We're encouraged that AJG is thinking ahead and has implemented a succession plan that positions two family members for future leadership:

  • Patrick M. Gallagher (Pat Jr.'s son) was named Chief Operating Officer (COO) in January 2024, and the move is widely seen as positioning him as the next CEO. Patrick M. Gallagher joined AJG in 2000 and has rotated through various functions and leadership positions in the Company.
  • Thomas J. Gallagher (Pat Jr.'s brother) was named President of the company in January 2024. Thomas J. Gallagher joined AJG in 1978 as a broker intern. He went on to hold various management positions, culminating in his role as the head of international brokerage operations since 2016 before his President appointment.
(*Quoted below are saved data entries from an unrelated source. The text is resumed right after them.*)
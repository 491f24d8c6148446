use clap::Parser;

use attributor::cli::{Cli, Commands};
use attributor::config::{get_config, init_config_from};
use attributor::runtime::{commands, run_server};
use attributor::system::logging::init_logging;

#[tokio::main]
async fn main() {
    dotenvy::dotenv().ok();

    let cli = Cli::parse();
    init_config_from(cli.config.as_deref().unwrap_or("config.toml"));

    // generate-config 不需要日志和数据库
    if let Commands::GenerateConfig { output_path } = cli.command_or_default() {
        if let Err(e) = commands::generate_config(output_path.as_deref()) {
            eprintln!("{:#}", e);
            std::process::exit(1);
        }
        return;
    }

    let config = get_config();
    let log_guard = match init_logging(&config.logging) {
        Ok(guard) => guard,
        Err(e) => {
            eprintln!("Failed to initialize logging: {:#}", e);
            std::process::exit(1);
        }
    };

    let result = match cli.command_or_default() {
        Commands::Serve => run_server().await,
        Commands::IssueCoupon {
            campaign,
            influencer,
            prefix,
            length,
        } => commands::issue_coupon(*campaign, *influencer, prefix.clone(), *length).await,
        Commands::IssueLink {
            campaign,
            influencer,
            url,
        } => commands::issue_link(*campaign, *influencer, url).await,
        Commands::GenerateConfig { .. } => Ok(()),
    };

    if let Err(e) = result {
        tracing::error!("{:#}", e);
        eprintln!("{:#}", e);
        // exit 不会执行析构，先刷新日志
        drop(log_guard);
        std::process::exit(1);
    }
    drop(log_guard);
}
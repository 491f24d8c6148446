use std::sync::Arc;

use anyhow::{Context, Result};
use tracing::{debug, info};

use crate::analytics::ClickRecorder;
use crate::services::{
    AttributionResolver, CodeIssuer, IngestionCoordinator, RedirectService, StatsService,
};
use crate::storage::{SeaOrmStorage, StorageFactory};

/// 启动后共享的服务集合
#[derive(Clone)]
pub struct AppServices {
    pub storage: Arc<SeaOrmStorage>,
    pub ingestion: Arc<IngestionCoordinator>,
    pub stats: Arc<StatsService>,
    pub redirects: Arc<RedirectService>,
    pub code_issuer: Arc<CodeIssuer>,
}

impl AppServices {
    /// 基于已连接的存储组装服务（测试也走这里）
    pub fn from_storage(storage: Arc<SeaOrmStorage>) -> Self {
        let resolver = AttributionResolver::new(storage.clone());
        let ingestion = IngestionCoordinator::new(resolver, storage.clone());
        let stats = StatsService::new(storage.clone());
        let recorder = ClickRecorder::new(storage.as_click_sink());
        let redirects = RedirectService::new(storage.clone(), recorder);
        let code_issuer = CodeIssuer::new(storage.clone());

        Self {
            storage,
            ingestion: Arc::new(ingestion),
            stats: Arc::new(stats),
            redirects: Arc::new(redirects),
            code_issuer: Arc::new(code_issuer),
        }
    }
}

/// 连接存储、执行迁移并组装服务
pub async fn prepare_services() -> Result<AppServices> {
    let start_time = std::time::Instant::now();
    debug!("Starting pre-startup processing...");

    // sqlx rustls 连接需要进程级 crypto provider；重复安装（测试中多次调用）忽略即可
    if rustls::crypto::ring::default_provider()
        .install_default()
        .is_err()
    {
        debug!("rustls crypto provider already installed");
    }

    let storage = StorageFactory::create()
        .await
        .context("Failed to create storage backend")?;
    info!("Using storage backend: {}", storage.get_backend_name());

    let services = AppServices::from_storage(storage);

    info!(
        "Pre-startup processing completed in {} ms",
        start_time.elapsed().as_millis()
    );
    Ok(services)
}
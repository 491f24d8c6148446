pub use sea_orm_migration::prelude::*;

pub mod entities;
mod m20260301_000001_attribution_tables;
mod m20260301_000002_event_tables;
mod m20260302_000001_stats_indexes;

pub struct Migrator;

#[async_trait::async_trait]
impl MigratorTrait for Migrator {
    fn migrations() -> Vec<Box<dyn MigrationTrait>> {
        vec![
            Box::new(m20260301_000001_attribution_tables::Migration),
            Box::new(m20260301_000002_event_tables::Migration),
            Box::new(m20260302_000001_stats_indexes::Migration),
        ]
    }
}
Who Is This Investment For?

Buying high-quality businesses at attractive entry points and holding them over a five-plus year investment period is for any patient investor. What makes AJG a particularly unique stock is the combination of the following three characteristics:

  1. Resilient, recurring revenues coupled with a leading position in the mid-market
  2. Strong leadership that has proven its mettle and kept operations even-keeled during macro and insurance-market gyrations, resulting in continually compounding earrings power
  3. A very attractive entry point, born of temporary factors and misunderstandings about the business

AJG, a Financials stock, can therefore help an investor who has outsized AI, Magnificent 7, or high-multiple stock exposure, as it is a reasonably valued quality compounder. We think it deserves to be a roughly 7% position, higher than average in a 20-stock portfolio. Remember that if you're looking to add AJG to your portfolio, consider starting small (half of what you ultimately want to own) and strategically adding over time, especially on pullbacks in the stock.

Closing Thoughts

Despite being a $65 billion market cap, AJG is far from a household name for equity investors. That is not an indictment on its business quality though, and we actually argue that this is a top-tier business from a fundamental standpoint. It is resilient, capital light, and profitable. Led by a CEO that has grown up in the business with a deep bench, we think it can continue its run of profitable growth and explosive share-price performance.